- RECORDS:
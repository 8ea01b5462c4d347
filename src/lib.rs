//! InternLink - Internship Matching Platform Client Core
//!
//! This crate implements the session lifecycle, protected navigation, and
//! listing-catalog state for the InternLink client. Persistence and
//! credential verification are delegated to an external managed backend,
//! reached only through the ports defined here.

pub mod adapters;
pub mod application;
pub mod config;
pub mod domain;
pub mod ports;
//! The session snapshot consumed by the route guard and views.
//!
//! Snapshots are immutable values; the session store replaces the current
//! one on every transition. All constructors keep the core invariant:
//! a snapshot reports authenticated only when it carries a user account.

use crate::domain::auth::{Identity, UserAccount};

use super::phase::SessionPhase;

/// Point-in-time view of the client session.
#[derive(Debug, Clone, PartialEq, Default)]
pub struct SessionSnapshot {
    phase: SessionPhase,
    user: Option<UserAccount>,
    error: Option<String>,
}

impl SessionSnapshot {
    /// Initial state at process start: session unknown, loading.
    pub fn unknown() -> Self {
        Self::default()
    }

    /// Rest state with no session.
    pub fn unauthenticated() -> Self {
        Self {
            phase: SessionPhase::Unauthenticated,
            user: None,
            error: None,
        }
    }

    /// Rest state for a resolved account.
    pub fn authenticated(account: UserAccount) -> Self {
        Self {
            phase: SessionPhase::Authenticated,
            user: Some(account),
            error: None,
        }
    }

    /// Failed operation: back to the logged-out shape with the message the
    /// UI should render.
    pub fn failed(message: impl Into<String>) -> Self {
        Self {
            phase: SessionPhase::Unauthenticated,
            user: None,
            error: Some(message.into()),
        }
    }

    /// Enters `Authenticating` for a new operation, clearing any prior
    /// error. The current user is carried so an already-signed-in view
    /// doesn't flash empty during a re-check.
    pub fn begin_operation(&self) -> Self {
        Self {
            phase: SessionPhase::Authenticating,
            user: self.user.clone(),
            error: None,
        }
    }

    /// Records a pushed gateway session before its profile is resolved.
    /// The identity is visible but the snapshot does not report
    /// authenticated until the profile fetch completes.
    pub fn provisional(identity: Identity) -> Self {
        Self {
            phase: SessionPhase::Authenticating,
            user: Some(UserAccount::from_identity(identity)),
            error: None,
        }
    }

    /// The same snapshot with the error message dropped.
    pub fn without_error(&self) -> Self {
        Self {
            phase: self.phase,
            user: self.user.clone(),
            error: None,
        }
    }

    /// Current lifecycle phase.
    pub fn phase(&self) -> SessionPhase {
        self.phase
    }

    /// The signed-in (or provisionally recorded) account, if any.
    pub fn user(&self) -> Option<&UserAccount> {
        self.user.as_ref()
    }

    /// Message from the last failed operation, if any.
    pub fn error(&self) -> Option<&str> {
        self.error.as_deref()
    }

    /// True only in the `Authenticated` rest state, which by construction
    /// always carries a user.
    pub fn is_authenticated(&self) -> bool {
        self.phase == SessionPhase::Authenticated
    }

    /// True while any auth operation or the initial check is outstanding.
    pub fn is_loading(&self) -> bool {
        self.phase.is_loading()
    }
}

- TRY IT: Please write out the records above once more, exactly and completely.

- RESULT OF THE EXERCISE:
repository 8ea01b5462c4d347
filename src/lib.rs
//! InternLink - Internship Matching Platform Client Core
//!
//! This crate implements the session lifecycle, protected navigation, and
//! listing-catalog state for the InternLink client. Persistence and
//! credential verification are delegated to an external managed backend,
//! reached only through the ports defined here.

pub mod adapters;
pub mod application;
pub mod config;
pub mod domain;
pub mod ports;
//! The session snapshot consumed by the route guard and views.
//!
//! Snapshots are immutable values; the session store replaces the current
//! one on every transition. All constructors keep the core invariant:
//! a snapshot reports authenticated only when it carries a user account.

use crate::domain::auth::{Identity, UserAccount};

use super::phase::SessionPhase;

/// Point-in-time view of the client session.
#[derive(Debug, Clone, PartialEq, Default)]
pub struct SessionSnapshot {
    phase: SessionPhase,
    user: Option<UserAccount>,
    error: Option<String>,
}

impl SessionSnapshot {
    /// Initial state at process start: session unknown, loading.
    pub fn unknown() -> Self {
        Self::default()
    }

    /// Rest state with no session.
    pub fn unauthenticated() -> Self {
        Self {
            phase: SessionPhase::Unauthenticated,
            user: None,
            error: None,
        }
    }

    /// Rest state for a resolved account.
    pub fn authenticated(account: UserAccount) -> Self {
        Self {
            phase: SessionPhase::Authenticated,
            user: Some(account),
            error: None,
        }
    }

    /// Failed operation: back to the logged-out shape with the message the
    /// UI should render.
    pub fn failed(message: impl Into<String>) -> Self {
        Self {
            phase: SessionPhase::Unauthenticated,
            user: None,
            error: Some(message.into()),
        }
    }

    /// Enters `Authenticating` for a new operation, clearing any prior
    /// error. The current user is carried so an already-signed-in view
    /// doesn't flash empty during a re-check.
    pub fn begin_operation(&self) -> Self {
        Self {
            phase: SessionPhase::Authenticating,
            user: self.user.clone(),
            error: None,
        }
    }

    /// Records a pushed gateway session before its profile is resolved.
    /// The identity is visible but the snapshot does not report
    /// authenticated until the profile fetch completes.
    pub fn provisional(identity: Identity) -> Self {
        Self {
            phase: SessionPhase::Authenticating,
            user: Some(UserAccount::from_identity(identity)),
            error: None,
        }
    }

    /// The same snapshot with the error message dropped.
    pub fn without_error(&self) -> Self {
        Self {
            phase: self.phase,
            user: self.user.clone(),
            error: None,
        }
    }

    /// Current lifecycle phase.
    pub fn phase(&self) -> SessionPhase {
        self.phase
    }

    /// The signed-in (or provisionally recorded) account, if any.
    pub fn user(&self) -> Option<&UserAccount> {
        self.user.as_ref()
    }

    /// Message from the last failed operation, if any.
    pub fn error(&self) -> Option<&str> {
        self.error.as_deref()
    }

    /// True only in the `Authenticated` rest state, which by construction
    /// always carries a user.
    pub fn is_authenticated(&self) -> bool {
        self.phase == SessionPhase::Authenticated
    }

    /// True while any auth operation or the initial check is outstanding.
    pub fn is_loading(&self) -> bool {
        self.phase.is_loading()
    }
}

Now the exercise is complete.